* _Exercise requirements_
Go through the records below line by line, counting those that contain the word "called"; answer with the count only.

* _Data supplied_
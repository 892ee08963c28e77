//! Scene: root of the hierarchy and per-frame orchestration
//!
//! The scene owns the root node, derives the camera placement and
//! projection from the viewport, and runs the frame loop's render half:
//! acquire a pacer permit, record the whole tree into one command stream,
//! attach a completion callback that returns the permit, present, commit.

use std::sync::Arc;

use crate::config::SceneConfig;
use crate::foundation::math::{utils::deg_to_rad, Mat4, Mat4Ext};
use crate::render::api::{CommandQueue, RenderDevice, RenderSurface, UniformSource};
use crate::render::{
    FramePacer, PipelineEffect, RenderError, RenderResult, RingUniformProvider,
};
use crate::scene::{Node, NodeId, SceneError};

/// A renderable scene: root node, camera-derived projection, and the
/// frame-pacing machinery created by [`prepare_to_draw`](Self::prepare_to_draw)
pub struct Scene {
    root: Node,
    config: SceneConfig,
    scene_offset_z: f32,
    pacer: Option<Arc<FramePacer>>,
    uniforms: Option<Box<dyn UniformSource + Send>>,
}

impl Scene {
    /// Build a scene from explicit configuration
    ///
    /// The camera distance is derived so geometry of roughly viewport
    /// height fills the view at the configured field of view:
    /// `offset = (height / 2) / tan(fov / 2)`. The root node is placed at
    /// `-offset` on z and the effect's projection matrix is set from the
    /// viewport aspect, near plane, and a far plane scaled off the same
    /// offset.
    ///
    /// The config is validated first regardless of where it came from: a
    /// degenerate field of view or viewport would push the derived offset
    /// to infinity and poison the projection.
    pub fn from_config(
        name: impl Into<String>,
        effect: Arc<PipelineEffect>,
        device: &dyn RenderDevice,
        config: SceneConfig,
    ) -> RenderResult<Self> {
        config.validate()?;

        let fov = deg_to_rad(config.fov_degrees);
        let scene_offset_z = (config.height * 0.5) / (fov * 0.5).tan();

        effect.set_projection(Mat4::perspective(
            fov,
            config.width / config.height,
            config.near_plane,
            config.far_plane_factor * scene_offset_z,
        ));

        let mut root = Node::structural(name, effect, device)?;
        root.position.z = -scene_offset_z;

        log::info!(
            "Scene created: {}x{} viewport, camera offset {:.1}",
            config.width,
            config.height,
            scene_offset_z
        );

        Ok(Self {
            root,
            config,
            scene_offset_z,
            pacer: None,
            uniforms: None,
        })
    }

    /// Build a scene at a viewport size with default projection settings
    pub fn new(
        name: impl Into<String>,
        effect: Arc<PipelineEffect>,
        device: &dyn RenderDevice,
        width: f32,
        height: f32,
    ) -> RenderResult<Self> {
        Self::from_config(name, effect, device, SceneConfig::with_viewport(width, height))
    }

    /// Size the frame-pacing resources to the current tree
    ///
    /// Allocates `inflight_multiplier × node count` uniform buffers and a
    /// pacer with one permit per buffer, so the ring cursor can never lap
    /// a slot the GPU still reads. Must run after the tree is assembled
    /// and before the first [`render`](Self::render); calling it again
    /// resizes the pool for a changed tree (only safe while no frames are
    /// in flight).
    pub fn prepare_to_draw<D>(&mut self, device: &D) -> RenderResult<()>
    where
        D: RenderDevice + Clone + Send + 'static,
    {
        let pool_size = self.config.inflight_multiplier * self.root.sibling_count();

        self.pacer = Some(Arc::new(FramePacer::new(pool_size)));
        self.uniforms = Some(Box::new(RingUniformProvider::new(device.clone(), pool_size)?));

        log::info!(
            "Scene '{}' prepared: {} nodes, {} uniform buffers in flight",
            self.root.name(),
            self.root.sibling_count(),
            pool_size
        );
        Ok(())
    }

    /// Record and commit one frame
    ///
    /// Blocks until a pacer permit is free — this is the loop's only
    /// blocking point, and it bounds CPU encoding to at most
    /// `pool_size` submissions ahead of the GPU. The permit travels with
    /// the committed stream's completion callback; if recording fails
    /// before commit, the permit is returned here instead so the pacer
    /// never leaks capacity.
    pub fn render(
        &mut self,
        queue: &dyn CommandQueue,
        surface: &mut dyn RenderSurface,
        parent_world: &Mat4,
    ) -> RenderResult<()> {
        let Some(pacer) = self.pacer.as_ref().map(Arc::clone) else {
            return Err(RenderError::NotPrepared(
                "render called before prepare_to_draw".to_string(),
            ));
        };

        pacer.acquire();

        match self.record_frame(queue, surface, parent_world, &pacer) {
            Ok(()) => Ok(()),
            Err(err) => {
                // The stream never committed, so its callback will never
                // fire; hand the permit back directly.
                if let Err(release_err) = pacer.release() {
                    log::error!("Failed to return pacer permit: {}", release_err);
                }
                Err(err)
            }
        }
    }

    fn record_frame(
        &mut self,
        queue: &dyn CommandQueue,
        surface: &mut dyn RenderSurface,
        parent_world: &Mat4,
        pacer: &Arc<FramePacer>,
    ) -> RenderResult<()> {
        let uniforms = self.uniforms.as_mut().ok_or_else(|| {
            RenderError::NotPrepared("render called before prepare_to_draw".to_string())
        })?;

        let mut stream = queue.create_stream();
        let release = Arc::clone(pacer);
        stream.on_completed(Box::new(move || {
            if let Err(err) = release.release() {
                log::error!("Frame completion over-released pacer: {}", err);
            }
        }));

        let world = self.root.model_matrix().left_multiplied(parent_world);
        let projection = self.root.effect().projection();
        let pass = surface.pass_target();

        let mut encoder = None;
        for child in self.root.children_mut() {
            encoder = Some(child.render_node(
                &world,
                &projection,
                pass,
                stream.as_mut(),
                encoder.take(),
                uniforms.as_mut(),
            )?);
        }

        match surface.current_drawable() {
            Some(drawable) => stream.present(drawable),
            None => log::trace!("No drawable available, frame renders without presenting"),
        }

        if let Some(mut encoder) = encoder {
            encoder.end_encoding();
        }
        stream.commit();

        Ok(())
    }

    /// Advance the animation clock of every node in the tree
    pub fn update(&mut self, delta: f32) {
        self.root.update_with_delta(delta);
    }

    /// Attach a node under the root
    pub fn add_child(&mut self, child: Node) {
        self.root.add_child(child);
    }

    /// Detach a direct child of the root by identity
    pub fn remove_child(&mut self, id: NodeId) -> Result<Node, SceneError> {
        self.root.remove_child(id)
    }

    /// The root node
    pub fn root(&self) -> &Node {
        &self.root
    }

    /// The root node, mutable
    pub fn root_mut(&mut self) -> &mut Node {
        &mut self.root
    }

    /// Derived camera distance along z
    pub fn scene_offset_z(&self) -> f32 {
        self.scene_offset_z
    }

    /// Permit/buffer pool size, once prepared
    pub fn pool_size(&self) -> Option<usize> {
        self.pacer.as_ref().map(|pacer| pacer.capacity())
    }

    /// Permits currently free, once prepared
    pub fn available_permits(&self) -> Option<usize> {
        self.pacer.as_ref().map(|pacer| pacer.available())
    }
}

* _Solved problem_
2